Nothing but the lines from the top of the following entries through the line with "its outgoing queue" should be printed, exactly as they are.

Records to process Block Start

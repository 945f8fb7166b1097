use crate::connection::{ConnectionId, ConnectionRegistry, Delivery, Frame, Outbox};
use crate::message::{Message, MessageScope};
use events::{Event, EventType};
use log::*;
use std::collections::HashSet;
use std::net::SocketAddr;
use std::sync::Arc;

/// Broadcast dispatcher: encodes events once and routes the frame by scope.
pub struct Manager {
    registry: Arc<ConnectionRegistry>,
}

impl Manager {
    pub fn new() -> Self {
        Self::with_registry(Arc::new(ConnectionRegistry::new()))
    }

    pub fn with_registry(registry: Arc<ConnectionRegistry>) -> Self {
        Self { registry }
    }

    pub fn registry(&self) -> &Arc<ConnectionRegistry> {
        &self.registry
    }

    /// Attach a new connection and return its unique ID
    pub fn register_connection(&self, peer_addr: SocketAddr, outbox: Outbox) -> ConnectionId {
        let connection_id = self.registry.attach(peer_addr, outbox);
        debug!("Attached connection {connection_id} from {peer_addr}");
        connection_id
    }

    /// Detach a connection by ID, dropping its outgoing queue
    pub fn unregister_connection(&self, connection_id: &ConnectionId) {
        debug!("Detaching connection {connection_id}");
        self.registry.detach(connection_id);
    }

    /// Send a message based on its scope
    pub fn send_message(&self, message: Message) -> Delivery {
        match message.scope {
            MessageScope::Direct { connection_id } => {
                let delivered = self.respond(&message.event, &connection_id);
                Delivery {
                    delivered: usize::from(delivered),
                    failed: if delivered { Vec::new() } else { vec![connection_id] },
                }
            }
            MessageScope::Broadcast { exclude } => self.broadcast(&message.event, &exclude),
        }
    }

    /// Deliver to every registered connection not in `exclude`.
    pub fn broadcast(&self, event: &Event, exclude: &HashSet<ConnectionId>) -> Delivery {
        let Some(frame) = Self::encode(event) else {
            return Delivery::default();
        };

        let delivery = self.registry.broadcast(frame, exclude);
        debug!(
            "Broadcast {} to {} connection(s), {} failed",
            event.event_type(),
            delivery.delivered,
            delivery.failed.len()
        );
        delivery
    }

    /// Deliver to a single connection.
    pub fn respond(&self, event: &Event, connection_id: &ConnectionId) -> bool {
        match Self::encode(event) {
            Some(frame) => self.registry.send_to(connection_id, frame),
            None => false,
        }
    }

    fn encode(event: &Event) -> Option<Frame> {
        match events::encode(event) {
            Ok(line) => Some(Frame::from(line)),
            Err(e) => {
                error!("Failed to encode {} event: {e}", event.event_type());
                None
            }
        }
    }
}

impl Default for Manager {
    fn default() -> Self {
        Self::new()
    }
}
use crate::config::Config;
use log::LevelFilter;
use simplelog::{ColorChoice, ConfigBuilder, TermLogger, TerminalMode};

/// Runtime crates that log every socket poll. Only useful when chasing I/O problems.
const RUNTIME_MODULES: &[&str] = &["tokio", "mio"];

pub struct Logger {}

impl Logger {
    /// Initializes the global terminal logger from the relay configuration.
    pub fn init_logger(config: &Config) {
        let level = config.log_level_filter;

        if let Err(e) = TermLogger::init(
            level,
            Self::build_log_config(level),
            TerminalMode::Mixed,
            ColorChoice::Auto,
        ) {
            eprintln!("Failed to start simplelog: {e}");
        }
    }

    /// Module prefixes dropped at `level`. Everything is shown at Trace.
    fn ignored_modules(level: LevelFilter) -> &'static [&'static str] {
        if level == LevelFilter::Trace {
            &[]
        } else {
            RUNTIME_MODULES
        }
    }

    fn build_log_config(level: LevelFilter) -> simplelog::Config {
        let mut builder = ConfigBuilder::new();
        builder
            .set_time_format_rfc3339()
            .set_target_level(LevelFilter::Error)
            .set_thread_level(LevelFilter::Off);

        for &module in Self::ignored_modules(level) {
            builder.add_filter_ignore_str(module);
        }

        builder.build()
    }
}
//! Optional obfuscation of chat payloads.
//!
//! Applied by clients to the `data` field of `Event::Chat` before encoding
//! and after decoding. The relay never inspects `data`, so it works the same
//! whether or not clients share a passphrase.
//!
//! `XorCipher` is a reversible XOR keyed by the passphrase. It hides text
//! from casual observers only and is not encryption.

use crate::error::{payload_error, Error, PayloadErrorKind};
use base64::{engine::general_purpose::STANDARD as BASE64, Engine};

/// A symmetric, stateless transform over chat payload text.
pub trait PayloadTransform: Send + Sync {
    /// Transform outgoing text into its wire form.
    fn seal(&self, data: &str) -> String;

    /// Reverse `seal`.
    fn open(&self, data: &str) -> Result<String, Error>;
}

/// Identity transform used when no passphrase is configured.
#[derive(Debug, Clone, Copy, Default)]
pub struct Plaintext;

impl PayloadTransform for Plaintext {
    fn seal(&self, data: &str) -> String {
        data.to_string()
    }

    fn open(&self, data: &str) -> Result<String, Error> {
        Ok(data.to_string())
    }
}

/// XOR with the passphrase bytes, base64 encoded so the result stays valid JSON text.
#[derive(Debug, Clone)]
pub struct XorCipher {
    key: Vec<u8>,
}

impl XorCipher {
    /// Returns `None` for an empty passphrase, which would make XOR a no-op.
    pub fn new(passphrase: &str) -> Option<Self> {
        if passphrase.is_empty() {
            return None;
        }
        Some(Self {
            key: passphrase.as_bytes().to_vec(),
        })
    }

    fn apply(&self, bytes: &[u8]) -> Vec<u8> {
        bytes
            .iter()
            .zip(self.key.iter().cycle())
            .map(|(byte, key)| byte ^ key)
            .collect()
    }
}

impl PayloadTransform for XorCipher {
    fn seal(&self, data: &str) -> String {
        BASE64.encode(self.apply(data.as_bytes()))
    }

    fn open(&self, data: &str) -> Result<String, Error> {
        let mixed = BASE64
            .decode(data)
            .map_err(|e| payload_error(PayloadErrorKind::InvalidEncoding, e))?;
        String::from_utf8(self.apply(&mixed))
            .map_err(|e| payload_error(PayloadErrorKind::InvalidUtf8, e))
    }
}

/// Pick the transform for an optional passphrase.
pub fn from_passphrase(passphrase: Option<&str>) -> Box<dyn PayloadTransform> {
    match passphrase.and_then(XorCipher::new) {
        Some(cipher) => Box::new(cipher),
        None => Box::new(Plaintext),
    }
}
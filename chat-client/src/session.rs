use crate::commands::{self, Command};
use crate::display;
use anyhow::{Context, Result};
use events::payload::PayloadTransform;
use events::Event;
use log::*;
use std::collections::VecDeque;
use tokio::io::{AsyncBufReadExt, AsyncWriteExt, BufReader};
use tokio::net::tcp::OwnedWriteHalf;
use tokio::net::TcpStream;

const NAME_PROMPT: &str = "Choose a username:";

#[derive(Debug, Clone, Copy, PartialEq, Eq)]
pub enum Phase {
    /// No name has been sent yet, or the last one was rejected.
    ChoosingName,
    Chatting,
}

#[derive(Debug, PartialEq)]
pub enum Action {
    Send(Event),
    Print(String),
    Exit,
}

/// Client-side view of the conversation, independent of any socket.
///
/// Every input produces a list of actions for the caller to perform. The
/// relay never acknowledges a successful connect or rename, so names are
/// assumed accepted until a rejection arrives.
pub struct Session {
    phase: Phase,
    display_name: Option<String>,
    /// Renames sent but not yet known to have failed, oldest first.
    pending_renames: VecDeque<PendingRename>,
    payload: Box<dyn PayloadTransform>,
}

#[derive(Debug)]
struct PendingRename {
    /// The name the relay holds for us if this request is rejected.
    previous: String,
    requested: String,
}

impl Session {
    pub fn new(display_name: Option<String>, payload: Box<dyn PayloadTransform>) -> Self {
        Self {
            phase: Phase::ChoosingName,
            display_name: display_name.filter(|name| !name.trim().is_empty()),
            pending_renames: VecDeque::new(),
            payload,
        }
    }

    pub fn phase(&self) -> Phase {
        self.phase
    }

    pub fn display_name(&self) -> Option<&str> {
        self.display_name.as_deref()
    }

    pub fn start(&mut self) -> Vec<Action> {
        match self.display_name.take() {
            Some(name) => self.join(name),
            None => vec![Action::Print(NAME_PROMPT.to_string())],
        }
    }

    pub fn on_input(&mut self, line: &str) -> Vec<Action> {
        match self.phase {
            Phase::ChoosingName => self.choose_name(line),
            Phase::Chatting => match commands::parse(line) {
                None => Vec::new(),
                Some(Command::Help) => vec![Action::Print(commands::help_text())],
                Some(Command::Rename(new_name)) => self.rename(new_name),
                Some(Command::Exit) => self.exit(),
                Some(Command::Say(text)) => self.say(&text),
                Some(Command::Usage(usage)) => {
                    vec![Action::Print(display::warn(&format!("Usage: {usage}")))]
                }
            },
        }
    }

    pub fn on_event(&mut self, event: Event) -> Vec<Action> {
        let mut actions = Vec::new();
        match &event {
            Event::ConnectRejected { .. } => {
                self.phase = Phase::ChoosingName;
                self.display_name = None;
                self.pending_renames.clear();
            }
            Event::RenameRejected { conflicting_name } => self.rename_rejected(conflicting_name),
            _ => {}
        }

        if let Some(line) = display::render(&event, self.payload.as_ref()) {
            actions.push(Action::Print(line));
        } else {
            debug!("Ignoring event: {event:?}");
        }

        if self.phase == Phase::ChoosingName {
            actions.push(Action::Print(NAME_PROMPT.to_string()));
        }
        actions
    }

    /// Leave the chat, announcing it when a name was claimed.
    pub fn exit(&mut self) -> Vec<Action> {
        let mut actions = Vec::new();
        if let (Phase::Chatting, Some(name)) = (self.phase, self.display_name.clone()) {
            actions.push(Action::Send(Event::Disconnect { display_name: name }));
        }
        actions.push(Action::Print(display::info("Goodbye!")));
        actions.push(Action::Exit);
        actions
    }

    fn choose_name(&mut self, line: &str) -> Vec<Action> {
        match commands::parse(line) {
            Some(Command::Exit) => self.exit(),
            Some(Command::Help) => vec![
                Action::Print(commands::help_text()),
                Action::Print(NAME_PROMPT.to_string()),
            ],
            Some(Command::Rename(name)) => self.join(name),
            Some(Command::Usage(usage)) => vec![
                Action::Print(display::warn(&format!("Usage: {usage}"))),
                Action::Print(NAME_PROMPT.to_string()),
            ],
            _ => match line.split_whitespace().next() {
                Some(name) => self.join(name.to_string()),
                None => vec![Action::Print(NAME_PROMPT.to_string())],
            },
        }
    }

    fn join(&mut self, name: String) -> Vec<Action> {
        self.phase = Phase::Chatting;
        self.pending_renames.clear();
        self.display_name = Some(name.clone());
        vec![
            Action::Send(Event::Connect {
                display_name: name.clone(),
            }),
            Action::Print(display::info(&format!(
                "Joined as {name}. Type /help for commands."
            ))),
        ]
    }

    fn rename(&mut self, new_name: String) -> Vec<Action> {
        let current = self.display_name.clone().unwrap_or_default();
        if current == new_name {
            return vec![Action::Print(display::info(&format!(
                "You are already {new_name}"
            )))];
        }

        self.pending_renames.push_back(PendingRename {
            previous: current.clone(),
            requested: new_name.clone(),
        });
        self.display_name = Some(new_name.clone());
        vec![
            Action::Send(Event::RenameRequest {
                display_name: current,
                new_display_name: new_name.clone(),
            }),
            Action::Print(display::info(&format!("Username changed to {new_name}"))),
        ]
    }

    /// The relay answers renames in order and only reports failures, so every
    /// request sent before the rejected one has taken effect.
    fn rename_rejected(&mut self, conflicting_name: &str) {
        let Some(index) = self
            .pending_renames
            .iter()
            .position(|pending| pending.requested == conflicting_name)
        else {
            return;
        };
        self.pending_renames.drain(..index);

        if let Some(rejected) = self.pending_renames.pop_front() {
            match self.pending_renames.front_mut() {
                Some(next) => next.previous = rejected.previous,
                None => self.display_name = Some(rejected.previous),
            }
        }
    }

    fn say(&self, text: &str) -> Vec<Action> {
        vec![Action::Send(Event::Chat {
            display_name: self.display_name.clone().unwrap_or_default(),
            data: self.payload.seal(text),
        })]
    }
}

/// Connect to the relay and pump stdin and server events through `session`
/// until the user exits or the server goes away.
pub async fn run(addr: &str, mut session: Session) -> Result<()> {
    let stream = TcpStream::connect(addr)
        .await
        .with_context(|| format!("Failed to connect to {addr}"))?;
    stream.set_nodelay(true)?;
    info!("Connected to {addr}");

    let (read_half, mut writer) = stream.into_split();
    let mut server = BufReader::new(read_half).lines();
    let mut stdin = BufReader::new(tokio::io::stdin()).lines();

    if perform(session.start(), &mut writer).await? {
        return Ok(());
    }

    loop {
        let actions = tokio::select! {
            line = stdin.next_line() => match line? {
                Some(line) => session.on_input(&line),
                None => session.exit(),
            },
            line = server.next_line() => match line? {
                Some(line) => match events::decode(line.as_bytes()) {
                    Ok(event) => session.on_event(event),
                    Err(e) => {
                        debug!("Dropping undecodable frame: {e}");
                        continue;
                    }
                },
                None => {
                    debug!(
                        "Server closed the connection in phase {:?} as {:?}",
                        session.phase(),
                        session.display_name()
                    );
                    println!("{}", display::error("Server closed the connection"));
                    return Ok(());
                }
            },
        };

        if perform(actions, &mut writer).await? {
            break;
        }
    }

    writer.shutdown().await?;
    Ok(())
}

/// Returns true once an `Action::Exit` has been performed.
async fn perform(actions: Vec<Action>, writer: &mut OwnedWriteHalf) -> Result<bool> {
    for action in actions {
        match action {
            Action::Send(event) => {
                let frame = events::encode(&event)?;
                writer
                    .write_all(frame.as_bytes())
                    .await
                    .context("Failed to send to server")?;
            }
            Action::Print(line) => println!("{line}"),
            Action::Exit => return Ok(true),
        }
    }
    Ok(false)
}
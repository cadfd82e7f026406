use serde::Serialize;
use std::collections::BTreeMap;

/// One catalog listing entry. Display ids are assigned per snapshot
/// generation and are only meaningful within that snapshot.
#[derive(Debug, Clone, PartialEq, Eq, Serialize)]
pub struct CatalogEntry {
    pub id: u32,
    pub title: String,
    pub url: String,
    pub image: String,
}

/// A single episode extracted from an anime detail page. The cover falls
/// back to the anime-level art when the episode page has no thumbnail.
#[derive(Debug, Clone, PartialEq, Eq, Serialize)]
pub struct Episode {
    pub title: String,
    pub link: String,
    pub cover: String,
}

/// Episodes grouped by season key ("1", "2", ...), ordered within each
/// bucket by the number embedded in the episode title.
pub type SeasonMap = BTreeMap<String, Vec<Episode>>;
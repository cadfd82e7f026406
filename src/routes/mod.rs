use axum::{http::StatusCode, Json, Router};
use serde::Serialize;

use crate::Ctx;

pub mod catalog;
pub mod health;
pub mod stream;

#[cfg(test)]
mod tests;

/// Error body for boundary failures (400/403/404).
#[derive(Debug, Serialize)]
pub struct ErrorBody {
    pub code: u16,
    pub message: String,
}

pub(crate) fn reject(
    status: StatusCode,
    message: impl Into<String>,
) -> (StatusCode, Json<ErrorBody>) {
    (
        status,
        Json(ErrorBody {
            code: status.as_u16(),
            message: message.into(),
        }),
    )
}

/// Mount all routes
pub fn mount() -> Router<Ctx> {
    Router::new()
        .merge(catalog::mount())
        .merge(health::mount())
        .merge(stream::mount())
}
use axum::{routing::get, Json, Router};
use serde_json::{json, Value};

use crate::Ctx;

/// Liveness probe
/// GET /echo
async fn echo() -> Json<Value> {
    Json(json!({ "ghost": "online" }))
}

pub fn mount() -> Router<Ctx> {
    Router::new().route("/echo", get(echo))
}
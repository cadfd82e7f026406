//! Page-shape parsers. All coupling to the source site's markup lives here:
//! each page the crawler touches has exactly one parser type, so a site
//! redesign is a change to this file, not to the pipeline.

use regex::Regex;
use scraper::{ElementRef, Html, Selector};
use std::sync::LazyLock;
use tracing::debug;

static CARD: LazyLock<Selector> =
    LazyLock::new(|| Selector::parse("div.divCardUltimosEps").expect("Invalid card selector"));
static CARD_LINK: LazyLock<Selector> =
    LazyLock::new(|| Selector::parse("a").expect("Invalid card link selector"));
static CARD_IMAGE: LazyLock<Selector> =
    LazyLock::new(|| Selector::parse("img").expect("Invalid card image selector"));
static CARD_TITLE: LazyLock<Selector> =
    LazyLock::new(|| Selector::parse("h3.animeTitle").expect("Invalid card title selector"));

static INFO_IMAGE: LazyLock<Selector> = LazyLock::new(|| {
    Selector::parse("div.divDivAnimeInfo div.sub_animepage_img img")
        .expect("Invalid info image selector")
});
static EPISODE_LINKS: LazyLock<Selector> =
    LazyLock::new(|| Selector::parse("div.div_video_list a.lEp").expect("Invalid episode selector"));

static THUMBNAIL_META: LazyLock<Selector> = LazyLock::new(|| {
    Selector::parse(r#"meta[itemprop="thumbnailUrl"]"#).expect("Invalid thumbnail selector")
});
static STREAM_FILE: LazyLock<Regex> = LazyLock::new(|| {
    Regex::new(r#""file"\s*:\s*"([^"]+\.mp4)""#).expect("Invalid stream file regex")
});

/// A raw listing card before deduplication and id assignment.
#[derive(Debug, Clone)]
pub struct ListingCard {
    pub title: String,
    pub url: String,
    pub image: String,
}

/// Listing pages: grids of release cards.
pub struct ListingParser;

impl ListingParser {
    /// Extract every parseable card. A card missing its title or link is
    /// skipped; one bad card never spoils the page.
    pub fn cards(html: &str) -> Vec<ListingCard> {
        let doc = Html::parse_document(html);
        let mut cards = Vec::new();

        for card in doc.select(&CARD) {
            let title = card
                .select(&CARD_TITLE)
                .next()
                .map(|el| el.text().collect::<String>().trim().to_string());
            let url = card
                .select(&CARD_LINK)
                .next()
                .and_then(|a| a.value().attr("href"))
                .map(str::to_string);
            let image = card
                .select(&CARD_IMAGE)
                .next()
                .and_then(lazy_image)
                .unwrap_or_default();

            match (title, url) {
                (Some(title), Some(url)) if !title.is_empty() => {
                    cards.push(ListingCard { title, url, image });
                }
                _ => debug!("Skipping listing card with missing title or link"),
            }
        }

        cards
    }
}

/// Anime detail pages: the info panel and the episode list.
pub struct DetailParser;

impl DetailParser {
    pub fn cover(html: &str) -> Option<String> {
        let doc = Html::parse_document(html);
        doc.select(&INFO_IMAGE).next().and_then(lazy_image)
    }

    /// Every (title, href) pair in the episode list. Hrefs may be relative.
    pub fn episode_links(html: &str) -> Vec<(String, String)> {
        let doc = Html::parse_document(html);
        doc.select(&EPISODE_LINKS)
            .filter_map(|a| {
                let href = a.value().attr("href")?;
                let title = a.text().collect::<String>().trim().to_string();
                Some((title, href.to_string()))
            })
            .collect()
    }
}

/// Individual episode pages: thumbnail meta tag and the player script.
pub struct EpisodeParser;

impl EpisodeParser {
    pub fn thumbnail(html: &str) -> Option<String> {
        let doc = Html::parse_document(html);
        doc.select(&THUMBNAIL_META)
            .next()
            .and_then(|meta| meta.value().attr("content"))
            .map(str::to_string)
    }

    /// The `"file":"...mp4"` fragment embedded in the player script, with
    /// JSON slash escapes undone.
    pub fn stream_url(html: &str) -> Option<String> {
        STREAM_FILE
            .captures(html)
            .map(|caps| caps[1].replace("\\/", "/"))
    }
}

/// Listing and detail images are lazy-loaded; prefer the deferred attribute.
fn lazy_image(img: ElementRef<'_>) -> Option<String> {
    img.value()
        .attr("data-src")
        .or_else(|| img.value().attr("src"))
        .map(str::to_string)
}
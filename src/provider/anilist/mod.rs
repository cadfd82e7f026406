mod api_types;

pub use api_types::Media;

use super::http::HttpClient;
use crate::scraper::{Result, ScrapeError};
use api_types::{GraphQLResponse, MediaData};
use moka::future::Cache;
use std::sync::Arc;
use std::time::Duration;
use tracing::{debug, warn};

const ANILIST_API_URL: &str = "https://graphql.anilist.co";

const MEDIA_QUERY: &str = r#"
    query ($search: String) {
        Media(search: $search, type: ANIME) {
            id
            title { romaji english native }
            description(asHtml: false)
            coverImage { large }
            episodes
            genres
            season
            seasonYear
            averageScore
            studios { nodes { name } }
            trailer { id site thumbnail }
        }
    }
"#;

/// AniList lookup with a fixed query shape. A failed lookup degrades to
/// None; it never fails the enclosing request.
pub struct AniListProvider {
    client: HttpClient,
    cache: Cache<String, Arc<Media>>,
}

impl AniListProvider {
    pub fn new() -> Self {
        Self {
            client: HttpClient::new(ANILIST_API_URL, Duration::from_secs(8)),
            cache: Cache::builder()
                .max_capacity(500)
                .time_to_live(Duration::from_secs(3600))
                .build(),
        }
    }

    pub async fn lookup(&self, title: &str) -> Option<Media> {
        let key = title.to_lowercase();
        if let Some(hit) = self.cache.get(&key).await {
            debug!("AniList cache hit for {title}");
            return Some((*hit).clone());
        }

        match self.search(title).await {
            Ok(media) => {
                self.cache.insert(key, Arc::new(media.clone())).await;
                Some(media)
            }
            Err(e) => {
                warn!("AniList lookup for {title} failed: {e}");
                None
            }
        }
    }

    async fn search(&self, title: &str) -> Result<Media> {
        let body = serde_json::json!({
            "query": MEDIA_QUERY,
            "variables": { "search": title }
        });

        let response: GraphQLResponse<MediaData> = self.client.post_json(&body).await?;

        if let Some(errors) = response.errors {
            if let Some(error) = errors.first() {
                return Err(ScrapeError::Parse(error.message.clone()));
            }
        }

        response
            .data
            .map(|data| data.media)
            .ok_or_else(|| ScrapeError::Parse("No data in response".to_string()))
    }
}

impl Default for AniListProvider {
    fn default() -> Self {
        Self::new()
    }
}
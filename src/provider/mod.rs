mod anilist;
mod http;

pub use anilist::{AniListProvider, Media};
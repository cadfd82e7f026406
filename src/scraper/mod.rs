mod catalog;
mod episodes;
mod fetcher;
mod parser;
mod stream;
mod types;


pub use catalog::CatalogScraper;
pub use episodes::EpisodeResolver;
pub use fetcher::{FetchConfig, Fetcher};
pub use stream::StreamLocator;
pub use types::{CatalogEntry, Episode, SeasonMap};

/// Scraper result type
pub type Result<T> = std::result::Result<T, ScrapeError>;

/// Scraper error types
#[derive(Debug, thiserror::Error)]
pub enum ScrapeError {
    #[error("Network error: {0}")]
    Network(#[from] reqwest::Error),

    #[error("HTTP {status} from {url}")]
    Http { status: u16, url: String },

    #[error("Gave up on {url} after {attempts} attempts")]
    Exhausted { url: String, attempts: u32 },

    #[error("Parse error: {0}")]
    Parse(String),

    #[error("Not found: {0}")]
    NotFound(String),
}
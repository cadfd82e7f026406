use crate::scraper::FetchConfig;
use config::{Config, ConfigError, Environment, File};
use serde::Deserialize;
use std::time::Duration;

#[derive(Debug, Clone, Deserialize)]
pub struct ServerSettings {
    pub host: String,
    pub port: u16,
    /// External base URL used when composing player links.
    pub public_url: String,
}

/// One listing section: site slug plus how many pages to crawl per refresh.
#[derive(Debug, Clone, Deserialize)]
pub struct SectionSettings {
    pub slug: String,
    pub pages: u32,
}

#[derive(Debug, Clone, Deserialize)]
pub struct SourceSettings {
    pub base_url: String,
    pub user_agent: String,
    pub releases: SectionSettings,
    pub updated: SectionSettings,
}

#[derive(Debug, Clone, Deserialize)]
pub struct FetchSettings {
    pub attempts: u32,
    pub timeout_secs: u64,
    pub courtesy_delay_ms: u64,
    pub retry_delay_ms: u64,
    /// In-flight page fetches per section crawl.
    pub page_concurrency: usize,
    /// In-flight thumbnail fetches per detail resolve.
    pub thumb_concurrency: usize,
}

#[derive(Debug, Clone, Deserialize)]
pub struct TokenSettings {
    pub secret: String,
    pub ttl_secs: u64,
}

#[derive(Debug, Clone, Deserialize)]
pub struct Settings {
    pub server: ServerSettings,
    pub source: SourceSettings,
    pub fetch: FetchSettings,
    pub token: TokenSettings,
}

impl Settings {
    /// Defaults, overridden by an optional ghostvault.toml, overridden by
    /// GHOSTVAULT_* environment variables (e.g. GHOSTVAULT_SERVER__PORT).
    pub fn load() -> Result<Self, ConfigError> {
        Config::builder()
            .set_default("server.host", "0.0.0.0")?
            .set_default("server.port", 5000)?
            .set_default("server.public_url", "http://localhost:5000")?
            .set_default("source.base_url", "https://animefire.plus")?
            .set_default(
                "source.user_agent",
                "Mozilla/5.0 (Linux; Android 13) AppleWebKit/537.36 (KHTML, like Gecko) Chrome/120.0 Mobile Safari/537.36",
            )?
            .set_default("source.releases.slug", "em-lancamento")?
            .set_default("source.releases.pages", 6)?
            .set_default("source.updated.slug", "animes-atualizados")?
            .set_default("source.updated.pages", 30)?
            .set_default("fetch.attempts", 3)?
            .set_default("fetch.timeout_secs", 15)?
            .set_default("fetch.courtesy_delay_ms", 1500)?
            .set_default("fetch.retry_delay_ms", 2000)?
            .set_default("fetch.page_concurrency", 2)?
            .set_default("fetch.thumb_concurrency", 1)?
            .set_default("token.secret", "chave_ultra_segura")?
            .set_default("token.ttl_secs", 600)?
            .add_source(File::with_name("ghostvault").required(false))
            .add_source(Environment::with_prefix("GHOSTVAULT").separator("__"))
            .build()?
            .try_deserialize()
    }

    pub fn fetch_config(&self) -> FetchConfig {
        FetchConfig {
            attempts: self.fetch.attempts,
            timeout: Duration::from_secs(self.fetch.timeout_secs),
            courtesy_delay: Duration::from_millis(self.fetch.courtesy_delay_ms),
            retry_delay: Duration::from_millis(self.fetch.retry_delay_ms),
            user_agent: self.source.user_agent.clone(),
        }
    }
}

Records to process Block End

__Your response__
repository 945f8fb7166b1097
use crate::connection::{ConnectionId, ConnectionRegistry, Delivery, Frame, Outbox};
use crate::message::{Message, MessageScope};
use events::{Event, EventType};
use log::*;
use std::collections::HashSet;
use std::net::SocketAddr;
use std::sync::Arc;

/// Broadcast dispatcher: encodes events once and routes the frame by scope.
pub struct Manager {
    registry: Arc<ConnectionRegistry>,
}

impl Manager {
    pub fn new() -> Self {
        Self::with_registry(Arc::new(ConnectionRegistry::new()))
    }

    pub fn with_registry(registry: Arc<ConnectionRegistry>) -> Self {
        Self { registry }
    }

    pub fn registry(&self) -> &Arc<ConnectionRegistry> {
        &self.registry
    }

    /// Attach a new connection and return its unique ID
    pub fn register_connection(&self, peer_addr: SocketAddr, outbox: Outbox) -> ConnectionId {
        let connection_id = self.registry.attach(peer_addr, outbox);
        debug!("Attached connection {connection_id} from {peer_addr}");
        connection_id
    }

    /// Detach a connection by ID, dropping its outgoing queue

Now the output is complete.